Job Title: Production Support Engineer
Job ID: 37225
Location: El Segundo, CA 90245
Duration: 12-24+ Months with possible extensions
Interview Process: Phone/WebEx
Number of Positions: 3
***DIRECTV***
*** Remote positions
***They will be required to work west coast shift hours, 10 hours 4 days a week, nights & weekends.
Required Skills:
Production Support Engineer:
Scripting languages (SQL/python/UNIX shell scripts):
Monitoring tools (Grafana/New Relic/Moogsoft/Splunk/Elk/Ineoquest/Harmonic VOS):
Data Analysis/Systems Analysis exp:
Top 5 Skills:
Experience with troubleshooting and systems analysis
Experience with scripting languages such as SQL, python, and UNIX shell scripts
Experience with event-based monitoring and navigation of tools to analyze and identify faults on all OTT streaming platforms
Excellent interpersonal and communication skills – written and verbal
Ability to make decisions and work under high stress situations
Experience with navigation of monitoring tools and dashboards, such as Grafana, New Relic, Moogsoft, Splunk, Elk, Ineoquest, Harmonic VOS to analyze and identify faults on all OTT streaming platforms
Experience with Data Analysis and/or Systems Analysis
Familiarity with OTT streaming products and systems
Preferred Qualifications:
Associate or BS Degree in Computer Science (CS) or related discipline
1-2 years’ experience with scripting languages such as python and UNIX shell scripts
Experience with navigation of monitoring tools and dashboards, including ServiceNow, Moogsoft, Grafana, New Relic, Moogsoft, Splunk, Elk, Ineoquest, Harmonic VOS to analyze and identify faults on all OTT streaming platforms
Familiarity with OTT streaming products and systems
Understanding of network concepts and implementations
Understanding of software development principals
Understanding of cloud concepts and implementations
Familiar with Agile software development practices
Attention to detail and completing work with high degree of accuracy
Ability to efficiently multi-task and succeed in high pressure situations
Excellent interpersonal and communication skills
Proactive, flexible, innovative
Passionate and empathetic about DIRECTV customers
Possess an “everything has a solution” mentality and fearless ‘go-getter’ attitude
Roles & Responsibilities:
1) Providing data network operational support, design, engineering, and planning for data network and communications projects involving TCP/IP and related protocol connectivity for networks supporting Client's customers.

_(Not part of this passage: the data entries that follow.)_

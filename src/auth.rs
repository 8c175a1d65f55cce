//! Username/password sub-negotiation (RFC 1929)
//!
//! Client sends:
//! ```text
//! +----+------+----------+------+----------+
//! |VER | ULEN |  UNAME   | PLEN |  PASSWD  |
//! +----+------+----------+------+----------+
//! | 1  |  1   | 1 to 255 |  1   | 1 to 255 |
//! +----+------+----------+------+----------+
//! ```
//!
//! Server responds:
//! ```text
//! +----+--------+
//! |VER | STATUS |
//! +----+--------+
//! | 1  |   1    |
//! +----+--------+
//! ```
//!
//! Whether the credentials are acceptable is decided by the caller.

use crate::consts::*;
use crate::error::{Result, Socks5Error};
use crate::frame::{read_prefix, read_remainder};
use bytes::{BufMut, Bytes, BytesMut};
use tokio::io::{AsyncRead, AsyncWrite, AsyncWriteExt};
use tracing::{debug, trace};

/// Username/password request
#[derive(Clone, PartialEq, Eq)]
pub struct UserPassCredential {
    /// Sub-negotiation version, 1 on the wire
    pub version: u8,
    /// Username, at most 255 bytes
    pub username: String,
    /// Password, at most 255 bytes
    pub password: String,
}

impl UserPassCredential {
    /// Create a version 1 credential
    pub fn new(username: impl Into<String>, password: impl Into<String>) -> Self {
        UserPassCredential {
            version: SOCKS5_AUTH_VERSION,
            username: username.into(),
            password: password.into(),
        }
    }

    /// Number of bytes the encoded request occupies
    pub fn encoded_len(&self) -> usize {
        3 + self.username.len() + self.password.len()
    }

    /// Encode the request into a new buffer
    ///
    /// Usernames or passwords longer than 255 bytes are rejected rather
    /// than truncated.
    pub fn to_bytes(&self) -> Result<Bytes> {
        check_len("username", &self.username)?;
        check_len("password", &self.password)?;

        let mut buf = BytesMut::with_capacity(self.encoded_len());
        buf.put_u8(self.version);
        buf.put_u8(self.username.len() as u8);
        buf.put_slice(self.username.as_bytes());
        buf.put_u8(self.password.len() as u8);
        buf.put_slice(self.password.as_bytes());
        Ok(buf.freeze())
    }
}

// Keep the password out of logs.
impl std::fmt::Debug for UserPassCredential {
    fn fmt(&self, f: &mut std::fmt::Formatter<'_>) -> std::fmt::Result {
        f.debug_struct("UserPassCredential")
            .field("version", &self.version)
            .field("username", &self.username)
            .field("password", &"***")
            .finish()
    }
}

fn check_len(field: &str, value: &str) -> Result<()> {
    if value.len() > MAX_CREDENTIAL_LEN {
        return Err(Socks5Error::bad_format(format!(
            "{} is {} bytes, limit is {}",
            field,
            value.len(),
            MAX_CREDENTIAL_LEN
        )));
    }
    Ok(())
}

fn utf8_field(field: &str, bytes: &[u8]) -> Result<String> {
    String::from_utf8(bytes.to_vec())
        .map_err(|_| Socks5Error::bad_format(format!("invalid UTF-8 in {}", field)))
}

/// Username/password response
#[derive(Debug, Clone, Copy, PartialEq, Eq)]
pub struct UserPassStatus {
    /// Sub-negotiation version, 1 on the wire
    pub version: u8,
    /// 0 for success, anything else for failure
    pub status: u8,
}

impl UserPassStatus {
    /// Create a status response
    pub fn new(version: u8, status: u8) -> Self {
        UserPassStatus { version, status }
    }

    /// Version 1 success response
    pub fn success() -> Self {
        UserPassStatus::new(SOCKS5_AUTH_VERSION, SOCKS5_AUTH_STATUS_SUCCESS)
    }

    /// Version 1 failure response
    pub fn failure() -> Self {
        UserPassStatus::new(SOCKS5_AUTH_VERSION, SOCKS5_AUTH_STATUS_FAILURE)
    }

    /// Whether the server accepted the credentials
    pub fn is_success(&self) -> bool {
        self.status == SOCKS5_AUTH_STATUS_SUCCESS
    }
}

/// Read a username/password request
pub async fn decode_credential<R>(stream: &mut R) -> Result<UserPassCredential>
where
    R: AsyncRead + Unpin,
{
    // VER ULEN
    let mut buf = read_prefix(stream, 2).await?;

    let version = buf[0];
    if version != SOCKS5_AUTH_VERSION {
        debug!("Rejecting credential with version {}", version);
        return Err(Socks5Error::BadVersion {
            expected: SOCKS5_AUTH_VERSION,
            actual: version,
        });
    }

    // UNAME PLEN
    let ulen = buf[1] as usize;
    read_remainder(stream, &mut buf, 3 + ulen).await?;

    // PASSWD
    let plen = buf[2 + ulen] as usize;
    read_remainder(stream, &mut buf, 3 + ulen + plen).await?;

    let username = utf8_field("username", &buf[2..2 + ulen])?;
    let password = utf8_field("password", &buf[3 + ulen..])?;

    trace!("Decoded credential for user {:?}", username);
    Ok(UserPassCredential {
        version,
        username,
        password,
    })
}

/// Write a username/password request in a single write
pub async fn encode_credential<W>(credential: &UserPassCredential, stream: &mut W) -> Result<()>
where
    W: AsyncWrite + Unpin,
{
    let bytes = credential.to_bytes()?;
    trace!("Sending credentials for user {}", credential.username);
    stream.write_all(&bytes).await?;
    stream.flush().await?;
    Ok(())
}

/// Read a username/password response
pub async fn decode_status<R>(stream: &mut R) -> Result<UserPassStatus>
where
    R: AsyncRead + Unpin,
{
    let buf = read_prefix(stream, 2).await?;

    if buf[0] != SOCKS5_AUTH_VERSION {
        debug!("Rejecting auth status with version {}", buf[0]);
        return Err(Socks5Error::BadVersion {
            expected: SOCKS5_AUTH_VERSION,
            actual: buf[0],
        });
    }

    trace!("Decoded auth status {}", buf[1]);
    Ok(UserPassStatus::new(buf[0], buf[1]))
}

/// Write a username/password response
pub async fn encode_status<W>(status: &UserPassStatus, stream: &mut W) -> Result<()>
where
    W: AsyncWrite + Unpin,
{
    trace!("Sending auth status {}", status.status);
    stream.write_all(&[status.version, status.status]).await?;
    stream.flush().await?;
    Ok(())
}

2) Responsible for the management of the interoperability between Cisco and Juniper Layer 3 Platform, through the use of alarm and ticket systems, individual designed customized scripts, customer notification, and business partner escalations.
3) Troubleshoot complex cross tower issues which may or may not have data network root causes.
4) Providing real time in-depth analysis and real time trouble resolution of incidents associated with the CISCO, Juniper, and associated Operations Support Systems, and Data Communications Network Technology platforms.
5) Onsite technical escalation point for the remote LAN, WAN, Firewall, and DNS/DHCP teams.
6) Manage fault and change ticket queue to ensure proper follow up is performed within required time intervals.
What You Will Do @ DIRECTV Video & Technology Streaming Operations:
• Be a member of the 24X7 team that is responsible for production support of all streaming products on the Open Video platform (currently: DIRECTV STREAM, DIRECTV Everywhere, and NFL Sunday Ticket)
• Investigate & troubleshoot production issues, including deviations in KPIs on Headend and clients. utilize information in tools to further isolate the source of errors and effectively direct troubleshooting efforts.
• Utilize multiple tools to monitor the health of each platform and, when incidents are detected, take action to mitigate through first touch resolution or escalating to respective service owners.
• Take ownership of Incident & problem management for the platforms/products, including communications, documentation and bridge facilitation with the goal to minimize customer impact
• Maintain high accuracy of incident data in tools
• Analyze risk and assign appropriate impact based severity to incidents
• Identify alerting & monitoring gaps and assist responsible teams to close gaps by taking action and/or through feedback loop
• Identify opportunities for automated remediation of common platform issues and assist in development of remediation scripts when possible
• Develop documentation and knowledge base for OpenVideo systems to foster expanded troubleshooting capabilities across the engineering and operations organizations
• Develop and deliver training and share knowledge to help increase the skill level of the team
• Work with development and operations teams to drive constant improvement in reliability, operability, performance.